Postby SomethingDolphin » Mon Nov 14, 2022 2:03 pm

Dear Btw79, I’m so sorry your daughter feels that way about school. As much as I think most schools in London offer an amazing standard of teaching, the pressure due to the selective independent secondary school entry process is something every child/parent could do without. I‘m not British either and this division into bright/less bright really caught me by surprise. I have also worked in a local nursery for a few years and know how competitive schools around here can get.

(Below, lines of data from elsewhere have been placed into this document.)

//! Shared-memory job segment: per-rank fragment queues and buffers.
//!
//! Layout of the segment:
//!
//! ```text
//! [ header | rank 0 recv queue | rank 0 free queue | rank 1 ... | fragments ]
//! ```
//!
//! Every fragment starts with the intrusive queue link, followed by a
//! small meta block (owner rank, kind, length) and the payload area.
//! Fragments are allocated from the owner's free queue, delivered by
//! enqueueing onto the destination rank's receive queue, and travel
//! back to their owner tagged as returns, so any peer can route a
//! borrowed buffer home.

use std::io;
use std::sync::atomic::{AtomicU32, Ordering};
use std::sync::Mutex;

use fragq::{align_up, BlockingQueue, NemesisQueue, SharedSegment, CACHE_LINE_SIZE};

use crate::buffer::BUF_SIZE;
use crate::error::{Error, Result};

const SHMEM_MAGIC: u64 = 0x5054_4c34_4652_4147; // "PTL4FRAG"
const SHMEM_VERSION: u32 = 1;

const HEADER_SIZE: usize = 64;
/// Space reserved for one rank's receive (blocking) queue header.
const RECV_Q_SPACE: usize = align_up(std::mem::size_of::<BlockingQueue>(), CACHE_LINE_SIZE);
/// Space reserved for one rank's free queue header.
const FREE_Q_SPACE: usize = align_up(std::mem::size_of::<NemesisQueue>(), CACHE_LINE_SIZE);
/// Space reserved for the two queue headers of one rank.
const QUEUES_SIZE: usize = RECV_Q_SPACE + FREE_Q_SPACE;
/// Link (8) + meta (16), padded to a cache line.
const FRAG_HDR_SIZE: usize = 64;
const FRAG_SIZE: usize = FRAG_HDR_SIZE + BUF_SIZE;

/// Fragment kind: a wire message or a buffer travelling home.
#[derive(Debug, Clone, Copy, PartialEq, Eq)]
pub enum FragKind {
    Send,
    Return,
}

#[repr(C)]
#[allow(dead_code)]
struct SegHeader {
    magic: u64,
    version: u32,
    nranks: u32,
    bufs_per_rank: u32,
    frag_size: u32,
}

/// The shared segment one co-located job communicates through.
pub struct ShmemJob {
    seg: SharedSegment,
    nranks: u32,
    bufs_per_rank: u32,
    /// pid of the process attached at each rank (u32::MAX = empty).
    pids: Vec<AtomicU32>,
    /// The free queues are single-consumer; user threads and the
    /// progress thread both allocate, so serialise them per rank.
    alloc_locks: Vec<Mutex<()>>,
}

unsafe impl Send for ShmemJob {}
unsafe impl Sync for ShmemJob {}

impl ShmemJob {
    fn layout_size(nranks: u32, bufs_per_rank: u32) -> usize {
        HEADER_SIZE
            + nranks as usize * QUEUES_SIZE
            + nranks as usize * bufs_per_rank as usize * FRAG_SIZE
    }

    /// Create an anonymous job segment (single-process or forked jobs).
    pub fn new_anon(nranks: u32, bufs_per_rank: u32) -> io::Result<Self> {
        let size = align_up(Self::layout_size(nranks, bufs_per_rank), 4096);
        let seg = SharedSegment::anon(size)?;
        Ok(Self::init(seg, nranks, bufs_per_rank))
    }

    /// Create a named job segment under `/dev/shm`.
    ///
    /// # Safety
    /// The name must not be in use by another job.
    pub unsafe fn create_named(name: &str, nranks: u32, bufs_per_rank: u32) -> io::Result<Self> {
        let size = align_up(Self::layout_size(nranks, bufs_per_rank), 4096);
        let seg = unsafe { SharedSegment::create(name, size)? };
        Ok(Self::init(seg, nranks, bufs_per_rank))
    }

    fn init(seg: SharedSegment, nranks: u32, bufs_per_rank: u32) -> Self {
        let base = seg.as_ptr();
        unsafe {
            let hdr = base as *mut SegHeader;
            (*hdr).magic = SHMEM_MAGIC;
            (*hdr).version = SHMEM_VERSION;
            (*hdr).nranks = nranks;
            (*hdr).bufs_per_rank = bufs_per_rank;
            (*hdr).frag_size = FRAG_SIZE as u32;
        }

        let job = Self {
            seg,
            nranks,
            bufs_per_rank,
            pids: (0..nranks).map(|_| AtomicU32::new(u32::MAX)).collect(),
            alloc_locks: (0..nranks).map(|_| Mutex::new(())).collect(),
        };

        for r in 0..nranks {
            unsafe { job.recv_queue(r).init() };
            job.free_queue(r).init();
            for i in 0..bufs_per_rank {
                let off = job.frag_off(r, i);
                unsafe {
                    job.set_frag_meta(off, r, FragKind::Send, 0);
                    job.free_queue(r).enqueue(job.base(), off);
                }
            }
        }
        job
    }

    #[inline]
    fn base(&self) -> *mut u8 {
        self.seg.as_ptr()
    }

    pub fn nranks(&self) -> u32 {
        self.nranks
    }

    fn recv_queue(&self, rank: u32) -> &BlockingQueue {
        let off = HEADER_SIZE + rank as usize * QUEUES_SIZE;
        unsafe { &*(self.base().add(off) as *const BlockingQueue) }
    }

    fn free_queue(&self, rank: u32) -> &NemesisQueue {
        let off = HEADER_SIZE + rank as usize * QUEUES_SIZE + RECV_Q_SPACE;
        unsafe { &*(self.base().add(off) as *const NemesisQueue) }
    }

    fn frag_off(&self, rank: u32, i: u32) -> u64 {
        (HEADER_SIZE
            + self.nranks as usize * QUEUES_SIZE
            + (rank as usize * self.bufs_per_rank as usize + i as usize) * FRAG_SIZE) as u64
    }

    unsafe fn set_frag_meta(&self, off: u64, owner: u32, kind: FragKind, len: u32) {
        let p = unsafe { self.base().add(off as usize + 8) };
        unsafe {
            (p as *mut u32).write_volatile(owner);
            (p.add(4) as *mut u32).write_volatile(kind as u32);
            (p.add(8) as *mut u32).write_volatile(len);
        }
    }

    /// Fragment metadata: (owner rank, kind, payload length).
    pub fn frag_meta(&self, off: u64) -> (u32, FragKind, u32) {
        let p = unsafe { self.base().add(off as usize + 8) };
        let owner = unsafe { (p as *const u32).read_volatile() };
        let kind = match unsafe { (p.add(4) as *const u32).read_volatile() } {
            1 => FragKind::Return,
            _ => FragKind::Send,
        };
        let len = unsafe { (p.add(8) as *const u32).read_volatile() };
        (owner, kind, len)
    }

    /// Payload area of a fragment.
    pub fn frag_payload(&self, off: u64) -> *mut u8 {
        unsafe { self.base().add(off as usize + FRAG_HDR_SIZE) }
    }

    /// Attach a process to a rank slot.
    pub fn attach(&self, rank: u32, pid: u32) -> Result<()> {
        if rank >= self.nranks {
            return Err(Error::ArgInvalid);
        }
        let prev = self.pids[rank as usize].swap(pid, Ordering::AcqRel);
        if prev != u32::MAX && prev != pid {
            self.pids[rank as usize].store(prev, Ordering::Release);
            return Err(Error::PidInUse);
        }
        Ok(())
    }

    pub fn detach(&self, rank: u32) {
        if rank < self.nranks {
            self.pids[rank as usize].store(u32::MAX, Ordering::Release);
        }
    }

    /// Rank a pid is attached at, if any.
    pub fn rank_of_pid(&self, pid: u32) -> Option<u32> {
        (0..self.nranks).find(|&r| self.pids[r as usize].load(Ordering::Acquire) == pid)
    }

    /// Take a fragment from `rank`'s free pool. Callers must belong to
    /// the owning process; the per-rank lock provides the queue's
    /// single-consumer guarantee across its threads.
    pub fn alloc_frag(&self, rank: u32) -> Result<u64> {
        let _guard = self.alloc_locks[rank as usize].lock().unwrap();
        unsafe { self.free_queue(rank).dequeue(self.base()) }.ok_or(Error::NoSpace)
    }

    /// Send a message fragment to `dest`: stamp the meta and enqueue
    /// on the destination's receive queue.
    pub fn send_frag(&self, owner: u32, dest: u32, off: u64, bytes: &[u8]) -> Result<()> {
        if bytes.len() > BUF_SIZE || dest >= self.nranks {
            return Err(Error::ArgInvalid);
        }
        unsafe {
            std::ptr::copy_nonoverlapping(bytes.as_ptr(), self.frag_payload(off), bytes.len());
            self.set_frag_meta(off, owner, FragKind::Send, bytes.len() as u32);
            self.recv_queue(dest).enqueue(self.base(), off);
        }
        Ok(())
    }

    /// Non-blocking dequeue of `rank`'s receive queue. Single consumer.
    pub fn try_dequeue(&self, rank: u32) -> Option<u64> {
        unsafe { self.recv_queue(rank).dequeue(self.base()) }
    }

    /// Whether `rank`'s receive queue has nothing visible.
    pub fn recv_queue_empty(&self, rank: u32) -> bool {
        self.recv_queue(rank).is_empty()
    }

    /// Route a borrowed fragment back to its owner.
    pub fn return_frag(&self, off: u64) {
        let (owner, _, _) = self.frag_meta(off);
        unsafe {
            self.set_frag_meta(off, owner, FragKind::Return, 0);
            self.recv_queue(owner).enqueue(self.base(), off);
        }
    }

    /// Put one of our own fragments back on our free pool.
    pub fn free_frag(&self, rank: u32, off: u64) {
        unsafe {
            self.set_frag_meta(off, rank, FragKind::Send, 0);
            self.free_queue(rank).enqueue(self.base(), off);
        }
    }

    /// Count the free fragments of a rank by draining and refilling the
    /// pool. Only safe for the owner while quiescent (leak checks).
    pub fn free_count(&self, rank: u32) -> usize {
        let mut held = Vec::new();
        while let Ok(off) = self.alloc_frag(rank) {
            held.push(off);
        }
        let n = held.len();
        for off in held {
            self.free_frag(rank, off);
        }
        n
    }

    /// Total fragments each rank owns.
    pub fn bufs_per_rank(&self) -> u32 {
        self.bufs_per_rank
    }
}

#[cfg(test)]
mod tests {
    use super::*;

    #[test]
    fn alloc_send_receive_return() {
        let job = ShmemJob::new_anon(2, 4).unwrap();
        job.attach(0, 100).unwrap();
        job.attach(1, 101).unwrap();
        assert_eq!(job.rank_of_pid(101), Some(1));
        assert_eq!(job.rank_of_pid(999), None);

        // Rank 0 sends to rank 1.
        let off = job.alloc_frag(0).unwrap();
        job.send_frag(0, 1, off, b"hello").unwrap();

        let got = job.try_dequeue(1).unwrap();
        assert_eq!(got, off);
        let (owner, kind, len) = job.frag_meta(got);
        assert_eq!((owner, kind, len), (0, FragKind::Send, 5));
        let payload =
            unsafe { std::slice::from_raw_parts(job.frag_payload(got), len as usize) };
        assert_eq!(payload, b"hello");

        // Rank 1 routes the fragment home; rank 0 frees it.
        job.return_frag(got);
        let back = job.try_dequeue(0).unwrap();
        let (owner, kind, _) = job.frag_meta(back);
        assert_eq!((owner, kind), (0, FragKind::Return));
        job.free_frag(0, back);
        assert_eq!(job.free_count(0), 4);
    }

    #[test]
    fn free_pool_exhaustion() {
        let job = ShmemJob::new_anon(1, 2).unwrap();
        let a = job.alloc_frag(0).unwrap();
        let b = job.alloc_frag(0).unwrap();
        assert!(matches!(job.alloc_frag(0), Err(Error::NoSpace)));
        job.free_frag(0, a);
        job.free_frag(0, b);
        assert_eq!(job.free_count(0), 2);
    }

    #[test]
    fn attach_conflicts() {
        let job = ShmemJob::new_anon(1, 1).unwrap();
        job.attach(0, 7).unwrap();
        assert!(matches!(job.attach(0, 8), Err(Error::PidInUse)));
        assert!(job.attach(0, 7).is_ok());
        assert!(matches!(job.attach(5, 9), Err(Error::ArgInvalid)));
    }
}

Luckily, we found lovely Dolphin primary school on Northcote Rd for our 2 sons. All the staff is very warm and caring, the teaching is superb and the children are given a wide range of opportunities to shine (music, art, DT day, sports, kindness, effort in class, academic success etc). This may all sound very fluffy but my older son has started at King‘s College School in Wimbledon last year. He was always middle of the range when starting in reception at Dolphin, by no means a natural top of the class boy, but got into KCS without tutoring or undue pressure executed by Dolphin. Instead, they instilled a love for learning, quiet confidence in his abilities and an interest in the world around him as well as opportunities to play the sports he loves so much. Because Dolphin is one of the smaller schools every child gets the chance to shine in their own way, participate in sports matches, class assemblies, school council etc., which rounds up a very healthy, holistic approach to teaching.
My younger son is currently in Y6 at Dolphin, not naturally confident at all but the happiest boy when it comes to going to school!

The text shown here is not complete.